= Radio Recorders =

US recording studio in Los Angeles

Radio Recorders, Inc. was an American recording studio located in Los Angeles, California. During the 1940s and 1950s, Radio Recorders was one of the largest independent recording studios in the world. Notable musicians who recorded at Radio Recorders include Billie Holiday, Charlie Parker, Sam Cooke, Jimmie Rodgers, Louis Armstrong, Mario Lanza, Patti Page, Elvis Presley, Jimi Hendrix, Frankie Yankovic, Frank Zappa, Paul Frees and the Carpenters among others. In its prime, the studio was considered the best recording facility in Los Angeles, with two large studios and some smaller ones, as well as disc mastering facilities.

==History==

===Radio Recorders===
Originally founded in 1933 at 932 N. Western Avenue, Radio Recorders established itself at 7000 Santa Monica Boulevard by 1949. During the 1940s and 1950s, Radio Recorders was responsible for recording transcriptions of countless radio shows, both network and local, for delayed broadcast in the Western states. Since this was prior to magnetic tape recording, the recordings were made on and played back from lacquer-coated aluminum discs. Studio C was Radio Recorders nerve center with at least six recording lathes and turntables and an "on-the-air" playback turntable protected by a railing so that it would not be bumped while it was replaying a program on-air. The recording lathes were shock-mounted in sand to prevent rumble from the streetcars on Santa Monica Boulevard. Studio C could handle several programs at once, 24 hours a day, and often with a single engineer on duty. Telephone lines ran to all the important stations and the networks.

Most of the major labels used Radio Recorders well into the 1960s. RCA Victor, Columbia, Capitol, and Decca utilized Radio Recorders prior to building their own West Coast facilities, and remained the choice of many independent labels and both popular and classical artists, from Stravinsky to Elvis.

Radio Recorders was also where most commercial jingles were recorded, and their dominance of this market segment strengthened in 1959 when their affiliate, MP-TV Services, acquired the rights to the sound effect, jingle and commercial aid libraries of Standard Radio Transcription, Inc.

In 1960, Radio Recorders merged with Universal Recorders, located at 6757 Hollywood Blvd. and built a new studio at 1441 North McCadden Place, which they called their Sunset-Highland Division. Radio-Universal Recorders was the largest recording studio in the United States.

===Radio Recorders Annex===
In 1946, Radio Recorders remodeled a former RCA Victor warehouse located at 1032 North Sycamore Avenue into a large studio capable of handling approximately fifty musicians. This studio was known as Radio Recorders Annex, or, within the industry, just "The Annex," after a legendary studio that Victor had built in the warehouse back in the 1930s.
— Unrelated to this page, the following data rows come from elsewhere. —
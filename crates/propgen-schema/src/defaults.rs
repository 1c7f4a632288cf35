//! # Default Resolution
//!
//! Fills derived fields on every node, parent before children. Fields that
//! were declared are left alone, so running the pass twice is harmless.
//! This pass also wires `parent` links and fixes each node's resolved kind.
//!
//! Nothing here can fail; structural problems are reported by validation.

use propgen_core::PropertyId;

use crate::kind::PropertyKind;
use crate::resource::Resource;

/// Key expander used for Map nodes that do not declare one.
pub const DEFAULT_KEY_EXPANDER: &str = "tpgresource.ExpandString";

/// Description given to nested objects that do not declare one.
pub const NESTED_OBJECT_DESCRIPTION: &str = "A nested object resource.";

impl Resource {
    /// Resolve defaults for every top-level property and parameter.
    pub fn resolve_defaults(&mut self) {
        tracing::debug!(resource = %self.name, "resolving property defaults");
        for id in self.all_user_properties() {
            self.node_mut(id).parent = None;
            self.resolve_node_defaults(id);
        }
    }

    fn resolve_node_defaults(&mut self, id: PropertyId) {
        let owner = self.name.clone();
        let update_verb = self.update_verb.clone();

        let node = self.node_mut(id);
        node.owner = Some(owner);
        if node.update_verb.is_empty() {
            node.update_verb = update_verb;
        }
        node.resolve_kind();

        match node.resolved_kind() {
            PropertyKind::Array => {
                let name = node.name.clone();
                if let Some(item) = node.item_type {
                    let item_node = self.node_mut(item);
                    item_node.name = name.clone();
                    item_node.parent_name = name;
                    item_node.parent = Some(id);
                    self.resolve_node_defaults(item);
                }
            }
            PropertyKind::Map => {
                if node.key_expander.is_empty() {
                    node.key_expander = DEFAULT_KEY_EXPANDER.to_string();
                }
                let name = node.name.clone();
                if let Some(value) = node.value_type {
                    let value_node = self.node_mut(value);
                    value_node.parent_name = name;
                    value_node.parent = Some(id);
                    self.resolve_node_defaults(value);
                }
            }
            PropertyKind::NestedObject => {
                if node.name.is_empty() {
                    node.name = node.parent_name.clone();
                }
                if node.description.is_empty() {
                    node.description = NESTED_OBJECT_DESCRIPTION.to_string();
                }
                for child in node.properties.clone().unwrap_or_default() {
                    self.node_mut(child).parent = Some(id);
                    self.resolve_node_defaults(child);
                }
            }
            PropertyKind::ResourceRef => {
                if node.name.is_empty() {
                    node.name = node.resource.clone();
                }
                if node.description.is_empty() {
                    node.description = format!("A reference to {} resource", node.resource);
                }
            }
            PropertyKind::Fingerprint => node.output = true,
            _ => {}
        }

        let node = self.node_mut(id);
        if node.api_name.is_empty() {
            node.api_name = node.name.clone();
        }
    }
}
In 1962 H.B. Barnum and Bill Aken chose The Annex to record their big band version of "Goody, Goody" for Governor Goodwin J. (Goodie) Knight's re-election campaign. The same year, Bill Aken recorded the classic "Theme For Shock Theater" with engineer Phil Yeend.
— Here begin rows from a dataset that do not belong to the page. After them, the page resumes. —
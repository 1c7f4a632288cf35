//! # Products
//!
//! A product groups the resources generated from one API and publishes the
//! version catalog every property's version constraints resolve against.
//! Resources hold a shared handle to the product metadata; the product
//! owns the resources.

use std::sync::Arc;

use propgen_core::{PropertyId, Version, VersionCatalog, VersionError, VersionName};
use thiserror::Error;

use crate::error::SchemaError;
use crate::kind::PropertyKind;
use crate::resource::{PrepareError, Resource};

/// Product-level metadata shared by every resource of the product.
#[derive(Debug, Clone, PartialEq, Eq)]
pub struct ProductMetadata {
    /// Product name, e.g. `Compute`.
    pub name: String,
    /// Namespace used in global property identifiers; defaults to `name`.
    pub api_name: String,
    /// Versions the product is published at.
    pub versions: Vec<Version>,
}

impl ProductMetadata {
    /// Create metadata whose `api_name` equals `name`.
    pub fn new(name: impl Into<String>, versions: Vec<Version>) -> Self {
        let name = name.into();
        Self {
            api_name: name.clone(),
            name,
            versions,
        }
    }

    /// Whether the product publishes `name`.
    pub fn exists_at(&self, name: VersionName) -> bool {
        self.versions.iter().any(|v| v.name == name)
    }
}

impl VersionCatalog for ProductMetadata {
    fn resolve_version(&self, name: &str) -> Result<Version, VersionError> {
        let wanted: VersionName = name.parse()?;
        self.versions
            .iter()
            .find(|v| v.name == wanted)
            .cloned()
            .ok_or_else(|| VersionError::NotDeclared {
                product: self.name.clone(),
                version: name.to_string(),
            })
    }

    fn lowest_version(&self) -> Result<Version, VersionError> {
        self.versions
            .iter()
            .min_by_key(|v| v.name)
            .cloned()
            .ok_or_else(|| VersionError::NoVersions(self.name.clone()))
    }
}

/// Resources that failed to prepare for a version build.
#[derive(Error, Debug)]
#[error("{} of {total} resources in {product} failed:\n{}", .failures.len(), render_failures(.failures))]
pub struct ProductPrepareError {
    /// Product being generated.
    pub product: String,
    /// Number of resources attempted.
    pub total: usize,
    /// One entry per failed resource, in declaration order.
    pub failures: Vec<PrepareError>,
}

fn render_failures(failures: &[PrepareError]) -> String {
    failures
        .iter()
        .map(|f| f.to_string())
        .collect::<Vec<_>>()
        .join("\n")
}

/// A product and the resources generated from it.
#[derive(Debug)]
pub struct Product {
    metadata: Arc<ProductMetadata>,
    resources: Vec<Resource>,
}

impl Product {
    /// Create a product with no resources.
    pub fn new(metadata: ProductMetadata) -> Self {
        Self {
            metadata: Arc::new(metadata),
            resources: Vec::new(),
        }
    }

    /// Shared handle to the product metadata, for constructing resources.
    pub fn metadata(&self) -> &Arc<ProductMetadata> {
        &self.metadata
    }

    /// Add a resource built against this product's metadata.
    pub fn add_resource(&mut self, resource: Resource) {
        self.resources.push(resource);
    }

    pub fn resources(&self) -> &[Resource] {
        &self.resources
    }

    /// Look up a resource by name.
    pub fn resource(&self, name: &str) -> Option<&Resource> {
        self.resources.iter().find(|r| r.name == name)
    }

    /// The resource a ResourceRef node points at.
    ///
    /// Returns `Ok(None)` when the node is not a ResourceRef.
    ///
    /// # Errors
    ///
    /// `SchemaError::MissingResourceRef` if the product has no resource
    /// with the referenced name.
    pub fn resource_ref(
        &self,
        owner: &Resource,
        id: PropertyId,
    ) -> Result<Option<&Resource>, SchemaError> {
        let node = owner.node(id);
        if !node.is_a(PropertyKind::ResourceRef) {
            return Ok(None);
        }

        self.resource(&node.resource)
            .map(Some)
            .ok_or_else(|| SchemaError::MissingResourceRef {
                product: self.metadata.name.clone(),
                resource: owner.name.clone(),
                lineage: owner.lineage(id),
                target: node.resource.clone(),
            })
    }

    /// The resource type a ResourceRef node points at: the last segment of
    /// the referenced resource's base URL.
    pub fn resource_type(
        &self,
        owner: &Resource,
        id: PropertyId,
    ) -> Result<Option<String>, SchemaError> {
        Ok(self.resource_ref(owner, id)?.map(|target| {
            target
                .base_url
                .rsplit('/')
                .next()
                .unwrap_or_default()
                .to_string()
        }))
    }

    /// Run default resolution, validation, and version filtering on every
    /// resource for the build at `version`.
    ///
    /// Resources whose own minimum version is above `version` are marked
    /// excluded and skipped. With `fail_fast`, stops at the first resource
    /// that fails; otherwise every failure is collected.
    pub fn prepare(
        &mut self,
        version: VersionName,
        fail_fast: bool,
    ) -> Result<(), ProductPrepareError> {
        let product = self.metadata.name.clone();
        let total = self.resources.len();
        let wrap = |failures| ProductPrepareError {
            product: product.clone(),
            total,
            failures,
        };

        let target = self
            .metadata
            .resolve_version(version.as_str())
            .map_err(|e| wrap(vec![PrepareError::Version(e)]))?;

        let mut failures = Vec::new();
        for resource in &mut self.resources {
            if resource.exclude {
                continue;
            }
            match resource.min_version_obj() {
                Ok(min) if !target.satisfies(&min) => {
                    tracing::debug!(
                        resource = %resource.name,
                        min_version = %min,
                        "resource not available at target version, excluding"
                    );
                    resource.exclude = true;
                    continue;
                }
                Ok(_) => {}
                Err(e) => {
                    failures.push(PrepareError::Version(e));
                    if fail_fast {
                        break;
                    }
                    continue;
                }
            }

            if let Err(e) = resource.prepare(&target) {
                failures.push(e);
                if fail_fast {
                    break;
                }
            }
        }

        if failures.is_empty() {
            Ok(())
        } else {
            Err(wrap(failures))
        }
    }
}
In 1965, Radio Recorders' engineer, Thorne Nogar, purchased The Annex and started his own independent Annex Studios, which attracted a distinguished clientele as a full-service studio, including mastering. For many years, Lawrence Welk pre-recorded the music for his popular television show, becoming the most important client; in addition, in the 1960s and 1970s Annex mastered for such labels as Uni Records, GNP Crescendo Records, Dot Records, and Ranwood Records, as well as cutting early pressings of Barbra Streisand's hit single "The Way We Were."

In January 1986, Record Plant opened at the Annex location.

===Studio 56===

In the late 1980s the studio was reopened by Paul Schwartz as Studio 56. At that time, artists such as Guns & Roses, Sugar Ray, Toni Braxton, Brandy, No Doubt and others recorded there. The documentary Standing in the Shadows of Motown was also partially filmed there. Kenneth Crouch, Keith Crouch and Leon Sylvers were all house producers there at that time.

In 2002, the studio gained two new partners, Pride Hutchison and Michael Dumas who brought the studio back to life under the original Radio Recorders name, and in 2004, the city of Los Angeles installed a street sign describing the historical significance of the site.

From 2002 to 2008 the studio welcomed many great projects and clients including Natalie Cole, Dwight Yoakam, Lucinda Williams, Lil' Jon, Xzibit, Annie Lennox and many more.

The facility closed in 2008. Today the sign describing the historical significance of Radio Recorders still remains on the corner of Santa Monica and Orange.